Europa e mondo

Report Eurostat: in Europa evitabile una morte su tre. Infarti e ictus le priorità d’intervento

di Barbara Gobbi

Nel 2013 l’Unione europea ha registrato 1,7 milioni di morti tra la popolazione che ha meno di 75 anni. Ma ben il 33,7% dei decessi sono da considerare “prematuri”, cioè sarebbe stati evitabili, allo stato attuale delle competenze e tecnologie mediche. L’amaro bilancio arriva dall’ultimo studio di Eurostat - l’ufficio statistico della Ue - sulla mortalità evitabile. Un report che indica a chiare lettere anche le aree dove l’“incuria” è stata maggiore: infarti (184.800 morti) e ictus (circa 94mila morti) - seguiti cancro colorettale e della mammella, da ipertensione e polmonite - che nel complesso cumulano il 48% delle morti premature. Ma cosa significa che questi decessi sarebbero stati “evitabili”? In soldoni, che non si sarebbero verificati a quella data, in presenza di interventi sanitari tempestivi ed efficaci. Tradotto: nei sistemi sanitari dove questo dato è maggiore si registrano performance da correggere; in quelli dove la percentuale è più bassa si è sul giusto (ma sempre migliorabile) binario.

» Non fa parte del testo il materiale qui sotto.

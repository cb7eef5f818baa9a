mod cli;
mod demo;
mod infra;
mod routes;
mod server;

use ojt_placement::error::AppError;

pub async fn run() -> Result<(), AppError> {
    cli::run().await
}
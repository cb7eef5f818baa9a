use crate::config::ConfigError;
use crate::telemetry::TelemetryError;
use crate::workflows::directory::DirectorySeedError;
use crate::workflows::placement::PlacementError;
use axum::http::StatusCode;
use axum::response::{IntoResponse, Response};
use axum::Json;
use serde_json::json;
use std::fmt;

#[derive(Debug)]
pub enum AppError {
    Config(ConfigError),
    Telemetry(TelemetryError),
    Io(std::io::Error),
    Server(axum::Error),
    Placement(PlacementError),
    Seed(DirectorySeedError),
}

impl fmt::Display for AppError {
    fn fmt(&self, f: &mut fmt::Formatter<'_>) -> fmt::Result {
        match self {
            AppError::Config(err) => write!(f, "configuration error: {}", err),
            AppError::Telemetry(err) => write!(f, "telemetry error: {}", err),
            AppError::Io(err) => write!(f, "io error: {}", err),
            AppError::Server(err) => write!(f, "server error: {}", err),
            AppError::Placement(err) => write!(f, "placement error: {}", err),
            AppError::Seed(err) => write!(f, "directory seed error: {}", err),
        }
    }
}

impl std::error::Error for AppError {
    fn source(&self) -> Option<&(dyn std::error::Error + 'static)> {
        match self {
            AppError::Config(err) => Some(err),
            AppError::Telemetry(err) => Some(err),
            AppError::Io(err) => Some(err),
            AppError::Server(err) => Some(err),
            AppError::Placement(err) => Some(err),
            AppError::Seed(err) => Some(err),
        }
    }
}

impl IntoResponse for AppError {
    fn into_response(self) -> Response {
        match self {
            AppError::Placement(err) => err.into_response(),
            AppError::Seed(_) => {
                let body = Json(json!({ "error": self.to_string() }));
                (StatusCode::BAD_REQUEST, body).into_response()
            }
            AppError::Config(_)
            | AppError::Telemetry(_)
            | AppError::Io(_)
            | AppError::Server(_) => {
                let body = Json(json!({ "error": self.to_string() }));
                (StatusCode::INTERNAL_SERVER_ERROR, body).into_response()
            }
        }
    }
}

impl From<ConfigError> for AppError {
    fn from(value: ConfigError) -> Self {
        Self::Config(value)
    }
}

impl From<TelemetryError> for AppError {
    fn from(value: TelemetryError) -> Self {
        Self::Telemetry(value)
    }
}

impl From<std::io::Error> for AppError {
    fn from(value: std::io::Error) -> Self {
        Self::Io(value)
    }
}

impl From<axum::Error> for AppError {
    fn from(value: axum::Error) -> Self {
        Self::Server(value)
    }
}

impl From<PlacementError> for AppError {
    fn from(value: PlacementError) -> Self {
        Self::Placement(value)
    }
}

impl From<DirectorySeedError> for AppError {
    fn from(value: DirectorySeedError) -> Self {
        Self::Seed(value)
    }
}
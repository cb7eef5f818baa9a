//! Outbound notifications and meeting-link generation.

use std::collections::BTreeMap;

use askama::Template;
use async_trait::async_trait;
use chrono::{NaiveDate, NaiveTime};
use serde::Serialize;
use tracing::{info, warn};

use super::calls::{Bounded, CallPolicy};
use super::domain::{ApplicantRef, Interview};

pub const SHORTLIST_TEMPLATE: &str = "applicant_shortlisted";

/// E-mail dispatch port with a templated path and a raw-HTML fallback.
#[async_trait]
pub trait Mailer: Send + Sync {
    async fn send_templated(
        &self,
        template: &str,
        recipient: &str,
        data: &BTreeMap<String, String>,
    ) -> Result<(), MailError>;

    async fn send_raw(&self, html: &str, recipient: &str, subject: &str) -> Result<(), MailError>;
}

#[derive(Debug, Clone, PartialEq, Eq, thiserror::Error)]
pub enum MailError {
    #[error("mail transport unavailable: {0}")]
    Transport(String),
    #[error("mail template rejected: {0}")]
    Template(String),
}

/// Calendar port producing a meeting URL for an interview slot.
#[async_trait]
pub trait MeetingLinks: Send + Sync {
    async fn generate(
        &self,
        applicant: &ApplicantRef,
        date: NaiveDate,
        time: NaiveTime,
    ) -> Result<String, CalendarError>;
}

#[derive(Debug, Clone, PartialEq, Eq, thiserror::Error)]
pub enum CalendarError {
    #[error("calendar provider unavailable: {0}")]
    Unavailable(String),
    #[error("calendar provider did not answer in time")]
    TimedOut,
}

/// What happened to the notification attached to a transition.
#[derive(Debug, Clone, PartialEq, Eq, Serialize)]
#[serde(tag = "state", rename_all = "snake_case")]
pub enum NotificationStatus {
    NotRequired,
    Sent,
    SentRaw { template_error: String },
    Failed { reason: String },
}

impl NotificationStatus {
    pub fn delivered(&self) -> bool {
        matches!(
            self,
            NotificationStatus::Sent | NotificationStatus::SentRaw { .. }
        )
    }
}

/// Interview invitation sent to a shortlisted student.
#[derive(Debug, Clone, PartialEq, Eq)]
pub struct ShortlistNotice {
    pub recipient: String,
    pub student_name: String,
    pub job_title: String,
    pub company_name: String,
    pub interview: Interview,
}

impl ShortlistNotice {
    pub fn subject(&self) -> String {
        format!("Interview invitation: {} at {}", self.job_title, self.company_name)
    }

    pub fn template_data(&self) -> BTreeMap<String, String> {
        let mut data = BTreeMap::new();
        data.insert("student_name".to_string(), self.student_name.clone());
        data.insert("job_title".to_string(), self.job_title.clone());
        data.insert("company_name".to_string(), self.company_name.clone());
        data.insert("interview_date".to_string(), self.formatted_date());
        data.insert("interview_time".to_string(), self.formatted_time());
        data.insert(
            "meeting_link".to_string(),
            self.interview.meeting_link.clone(),
        );
        data
    }

    /// Raw-HTML body for the fallback path; user text is escaped by the template.
    pub fn html(&self) -> Result<String, askama::Error> {
        let subject = self.subject();
        let interview_date = self.formatted_date();
        let interview_time = self.formatted_time();
        ShortlistEmail {
            subject: &subject,
            student_name: &self.student_name,
            job_title: &self.job_title,
            company_name: &self.company_name,
            interview_date: &interview_date,
            interview_time: &interview_time,
            meeting_link: &self.interview.meeting_link,
        }
        .render()
    }

    fn formatted_date(&self) -> String {
        self.interview.date.format("%B %-d, %Y").to_string()
    }

    fn formatted_time(&self) -> String {
        self.interview.time.format("%-I:%M %p").to_string()
    }
}

#[derive(Template)]
#[template(path = "shortlist_notice.html")]
struct ShortlistEmail<'a> {
    subject: &'a str,
    student_name: &'a str,
    job_title: &'a str,
    company_name: &'a str,
    interview_date: &'a str,
    interview_time: &'a str,
    meeting_link: &'a str,
}

/// Templated send first, raw HTML second. Never fails the caller.
pub(crate) async fn deliver_shortlist_notice(
    mailer: &dyn Mailer,
    calls: &CallPolicy,
    notice: &ShortlistNotice,
) -> NotificationStatus {
    let data = notice.template_data();
    let template_error = match calls
        .bounded(mailer.send_templated(SHORTLIST_TEMPLATE, &notice.recipient, &data))
        .await
    {
        Ok(()) => {
            info!(recipient = %notice.recipient, "shortlist notice sent");
            return NotificationStatus::Sent;
        }
        Err(failure) => describe(failure),
    };
    warn!(
        recipient = %notice.recipient,
        error = %template_error,
        "templated shortlist notice failed; falling back to raw html"
    );

    let html = match notice.html() {
        Ok(html) => html,
        Err(err) => {
            warn!(recipient = %notice.recipient, error = %err, "shortlist notice did not render");
            return NotificationStatus::Failed {
                reason: format!("template: {template_error}; render: {err}"),
            };
        }
    };

    match calls
        .bounded(mailer.send_raw(&html, &notice.recipient, &notice.subject()))
        .await
    {
        Ok(()) => {
            info!(recipient = %notice.recipient, "shortlist notice sent as raw html");
            NotificationStatus::SentRaw { template_error }
        }
        Err(failure) => {
            let raw_error = describe(failure);
            warn!(
                recipient = %notice.recipient,
                error = %raw_error,
                "raw html shortlist notice failed"
            );
            NotificationStatus::Failed {
                reason: format!("template: {template_error}; raw: {raw_error}"),
            }
        }
    }
}

fn describe(failure: Bounded<MailError>) -> String {
    match failure {
        Bounded::TimedOut => "mail send timed out".to_string(),
        Bounded::Failed(err) => err.to_string(),
    }
}
use serde::Serialize;

use super::domain::Party;
use super::notify::CalendarError;
use super::status::InvalidTransition;
use super::store::{LookupError, RepositoryError};

/// How much of an operation took effect before it failed.
#[derive(Debug, Clone, Copy, PartialEq, Eq, Serialize)]
#[serde(rename_all = "snake_case")]
pub enum FailureScope {
    /// No state changed.
    NothingApplied,
    /// Some state was persisted before the failure.
    PartiallyApplied,
    /// A write timed out; it may or may not have landed.
    Indeterminate,
}

/// Error raised by the placement workflow.
#[derive(Debug, thiserror::Error)]
pub enum PlacementError {
    #[error("{0} not found")]
    NotFound(String),
    #[error("invalid transition: {0}")]
    InvalidTransition(#[from] InvalidTransition),
    #[error("the {party} has already signed this agreement")]
    AlreadySigned { party: Party },
    #[error("student has already applied to this job")]
    AlreadyApplied,
    #[error("actor is not permitted to {action}")]
    Forbidden { action: &'static str },
    #[error("applicant record was changed by someone else")]
    StaleRecord,
    #[error(transparent)]
    Store(#[from] RepositoryError),
    #[error(transparent)]
    Lookup(#[from] LookupError),
    #[error("meeting link generation failed: {0}")]
    Calendar(#[from] CalendarError),
    #[error("{operation} timed out")]
    Timeout {
        operation: &'static str,
        mutating: bool,
    },
    #[error("signature recorded but the agreement document was not created: {source}")]
    AgreementPending {
        #[source]
        source: Box<PlacementError>,
    },
}

impl PlacementError {
    pub(crate) fn not_found(what: impl std::fmt::Display) -> Self {
        Self::NotFound(what.to_string())
    }

    pub fn scope(&self) -> FailureScope {
        match self {
            PlacementError::AgreementPending { .. } => FailureScope::PartiallyApplied,
            PlacementError::Timeout { mutating: true, .. } => FailureScope::Indeterminate,
            _ => FailureScope::NothingApplied,
        }
    }

    /// Whether repeating the same call can succeed without changing its input.
    pub fn retry_safe(&self) -> bool {
        match self {
            PlacementError::InvalidTransition(_)
            | PlacementError::AlreadySigned { .. }
            | PlacementError::AlreadyApplied
            | PlacementError::Forbidden { .. }
            | PlacementError::NotFound(_) => false,
            PlacementError::AgreementPending { .. } => true,
            PlacementError::Timeout { mutating, .. } => !mutating,
            PlacementError::StaleRecord
            | PlacementError::Store(_)
            | PlacementError::Lookup(_)
            | PlacementError::Calendar(_) => true,
        }
    }

    /// Operator-facing message stating what happened and whether to try again.
    pub fn user_message(&self) -> String {
        match self.scope() {
            FailureScope::NothingApplied if self.retry_safe() => {
                format!("Nothing was changed: {self}. It is safe to try again.")
            }
            FailureScope::NothingApplied => {
                format!("Nothing was changed: {self}. Repeating the same request will fail again.")
            }
            FailureScope::PartiallyApplied => format!(
                "The signature was saved, but the agreement document is not ready yet ({}). \
                 Reload the applicant to finish generating it; do not sign again.",
                self.root_cause()
            ),
            FailureScope::Indeterminate => format!(
                "The change may or may not have been saved: {self}. Reload the applicant before trying again."
            ),
        }
    }

    fn root_cause(&self) -> &PlacementError {
        match self {
            PlacementError::AgreementPending { source } => source.root_cause(),
            other => other,
        }
    }
}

La classifica. Nella classifica Eurostat Romania e Lettonia indossano la maglia nera con, rispettivamente, il 49,4% e il 48,5% delle morti evitabili. A ruota, Lituania (45,4%) e Slovacchia (44,6%). Le best practice, dal 30% in giù, si registrano nella più virtuosa Francia (23,8%) e ancora, a seguire, in Danimarca (27,1%), Belgio (27,5%) e Olanda (29,1%). L’Italia, con il 33%, mostra performance comunque leggermente migliori della media europea. Al di sotto dei capolista, ma più positive rispetto a Paesi con sistemi sanitari universalistici (un tempo) e tradizionalmente efficienti come il Regno Unito. Che a sorpresa presenta ben il 34,2% di morti evitabili.

Il punto dell’Iss. Un aspetto che fa notare il presidente del nostro Istituto superiore di Sanità Walter Ricciardi, che così sintetizza e commenta i dati del rapporto: «Eurostat individua alcune componenti importanti sullo stato di salute del Paese: l’Italia ha performance migliori della media europea e anche di altri servizi sanitari come quelli di Gran Bretagna e Svezia; il lavoro avviato nei passati 3 anni è focalizzato su un ulteriore miglioramento di queste performance attraverso l’appropriatezza organizzativa e professionale perseguita attraverso misure sia regolamentari (come il Regolamento per gli standard organizzativi e funzionali delle strutture ospedaliere) sia di lavoro comune con i professionisti per mettere al centro delle strategie diagnostiche e terapeutiche le migliori pratiche per il paziente; gli investimenti in prevenzione che il Paese intende avviare a partire dai prossimi Livelli essenziali di assistenza consolideranno la strategia di prevenzione di malattie e la riduzione della mortalità evitabile.

La prevenzione che latita. Prevenzione è dunque la parola e l’obiettivo da centrare, se si vuole far sì che l’Italia risalga la china di quel 33% di morti evitabili. In cui come detto il cardiovascolare è un vero e proprio tallone d’Achille. E questo significa lavorare sui corretti stili di vita fin dall’infanzia, sull’equità di accesso alle cure da nord a sud del Paese, sull’alimentazione e su dotazioni anche basilari ma salvavita come i defibrillatori. I governi sono avvertiti. Anche quello italiano, che continua a destinare alla prevenzione un misero 4% più spiccioli rispetto al target 5% indicato da ultimo nel Patto per la salute.